10. Your Site’s Relevance
If your site has better relevance but your competitor is still performing better, consider looking at other known ranking factors, such as back links, site speed, or multimedia.
9. A/B Testing
Yes, I know, we’re not supposed to get lost in A/B testing, so do not go overboard, but hear me out. If you’re copywriting for a site and feel ambitious enough to come up with two copies, pop them into the “Document” field and test their relevancy against the keyword you’re trying to hit.
Version 1:
Version 2:
The tool strips the excerpts down to a set of vocabulary lists. If I had written both excerpts and was wondering which was more likely to rank higher, I’m clearly going to choose Version 2.
Don’t do this for every single page, but a few will give you a good idea if you’re on track or not. It’s a quick and dirty way to get an idea of where your site might rank with the content you’re writing.
8. Vocabulary Lists
If you’re not ambitious enough to write two copies of a page (and really, I can’t blame you there) for A/B testing, you can use the LDA to help you build a vocabulary list. Put your favorite competitor’s site into the LDA for a keyword you like and see what it comes up with. Use that list of words to help guide you as you write the copy for your site.
Using eyes.com:
7. Relevant Keyword Lists
You can also use that list to help you find other relevant keywords and get a feel for what words are considered related to your query. Use a competitor’s site to help you find the words search engines will group together as synonymous or related.
6. Compare Keyword Lists
This one builds on number 7. You can compare the keywords your competitor’s site is targeting and likely ranking for with the ones that you’re targeting. Do you have any that he doesn’t? Does that scoundrel have a market cornered that you should be a part of? Use this to help you figure out how you can improve your site.
5. Find Content Holes
Test your site’s relevancy against the different keywords that you want to rank for. Is your site relevant for “plastic surgery,” “breast implants,” and “liposuction,” but not “mommy makeovers?” Looks like you should add some content about mommy makeovers!

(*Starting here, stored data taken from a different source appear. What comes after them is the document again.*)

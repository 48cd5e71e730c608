//! Conventional Commit checks for pull request titles.

use std::sync::LazyLock;

use anyhow::{Context, Result};
use regex::Regex;
use tracing::info;

use crate::types::{Forge, PullRequestRef};

/// Identifies the reminder comment so reruns can find it again.
pub const REMINDER_MARKER: &str = "<!-- cc-title-bot -->";

/// Release PRs are titled exactly this and are exempt from the rule.
const DEPLOY_TITLE: &str = "Deploy";

static CONVENTIONAL_TITLE: LazyLock<Regex> = LazyLock::new(|| {
    Regex::new(r"^(fix|feat|build|chore|ci|docs|style|refactor|perf|test|revert)(?:\(.+\))?!?:.+$")
        .expect("conventional commit pattern is valid")
});

pub fn is_conventional_title(title: &str) -> bool {
    title == DEPLOY_TITLE || CONVENTIONAL_TITLE.is_match(title)
}

pub fn reminder_body() -> String {
    format!(
        "{REMINDER_MARKER}
Hi there! :wave:
We use **Conventional Commit formatting** for PR titles, but your PR title does not appear to follow this.
Please update your title to follow [Conventional Commits](https://www.conventionalcommits.org) guidelines.
"
    )
}

/// What happened to the reminder comment.
#[derive(Debug, Clone, Copy, PartialEq, Eq)]
pub enum ReminderAction {
    Posted,
    AlreadyPresent,
    Removed,
    None,
}

#[derive(Debug, Clone, Copy, PartialEq, Eq)]
pub struct TitleOutcome {
    pub valid: bool,
    pub reminder: ReminderAction,
}

/// Checks `title` and keeps the reminder comment on `pr` in sync: one
/// reminder while the title is invalid, none once it is fixed.
pub async fn lint_title<F>(forge: &F, pr: &PullRequestRef, title: &str) -> Result<TitleOutcome>
where
    F: Forge + Sync + ?Sized,
{
    let comments = forge
        .list_issue_comments(pr)
        .await
        .with_context(|| format!("Failed to list comments on {pr}"))?;
    let existing = comments.iter().find(|comment| {
        comment
            .body
            .as_deref()
            .is_some_and(|body| body.contains(REMINDER_MARKER))
    });

    let valid = is_conventional_title(title);

    let reminder = match (valid, existing) {
        (false, None) => {
            forge
                .create_issue_comment(pr, &reminder_body())
                .await
                .with_context(|| format!("Failed to post title reminder on {pr}"))?;
            ReminderAction::Posted
        }
        (false, Some(_)) => {
            info!("PR title is invalid but reminder has already been posted; skipping reminder.");
            ReminderAction::AlreadyPresent
        }
        (true, Some(comment)) => {
            forge
                .delete_issue_comment(&pr.repo, comment.id)
                .await
                .with_context(|| format!("Failed to delete title reminder {}", comment.id))?;
            info!("Conventional commit check passed, deleted existing comments.");
            ReminderAction::Removed
        }
        (true, None) => ReminderAction::None,
    };

    if valid {
        info!(title, "PR title is valid.");
    }

    Ok(TitleOutcome { valid, reminder })
}

#[cfg(test)]
mod tests {
    use super::*;

    #[test]
    fn accepts_conventional_titles() {
        for title in [
            "feat: add search",
            "fix(api): handle empty body",
            "refactor!: drop legacy config",
            "chore(deps)!: bump everything",
            "Deploy",
        ] {
            assert!(is_conventional_title(title), "{title}");
        }
    }

    #[test]
    fn rejects_other_titles() {
        for title in [
            "Add search",
            "feat add search",
            "feat:",
            "feature: add search",
            "Feat: add search",
            "deploy",
            "Deploy to production",
        ] {
            assert!(!is_conventional_title(title), "{title}");
        }
    }

    #[test]
    fn reminder_starts_with_marker() {
        assert!(reminder_body().starts_with(REMINDER_MARKER));
    }
}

Since 34% leaves a lot of room for improvement, a personal injury lawyer may find it worthwhile to add some dog bite content!
4. Content Ideas
If you’re just generally looking for ideas on what to write about, you can use the LDA to help you with that, too! You can use your site or a competitor’s to get that giant word list. Skim through and see what inspires you!
3. Find Where to Link to Your New Content
You’ve done the content research, A/B tested it and now are ready to add it to your site. You can quickly see which pages you should link to it from by looking through the word list. Or, better yet, you can compare how relevant two individual keywords are by putting the second keyword into the “Document” field.
If you’re a bariatric surgeon who wants to add a page on heart burn surgery, you can see that your pages on weight loss surgery are relevant, but those on lap band surgery are not. Use the LDA as your guide to making sure your site seems tied together properly.
Option 1: Your page about weight loss surgery
Option 2: Your page about LAP-BAND surgery
The relatedness of heart burn surgery to weight loss surgery is much higher than to LAP-BAND, even though it’s a type of weight loss surgery itself! The weight loss surgery page is the clear winner.
2. Localization Relevance
How well are you targeting your pet localization? Put it into the “Query” field and compare your relevance to that of your favorite competitor’s. If they’re doing better than you are, investigate their site and see how you can target your favorite place better.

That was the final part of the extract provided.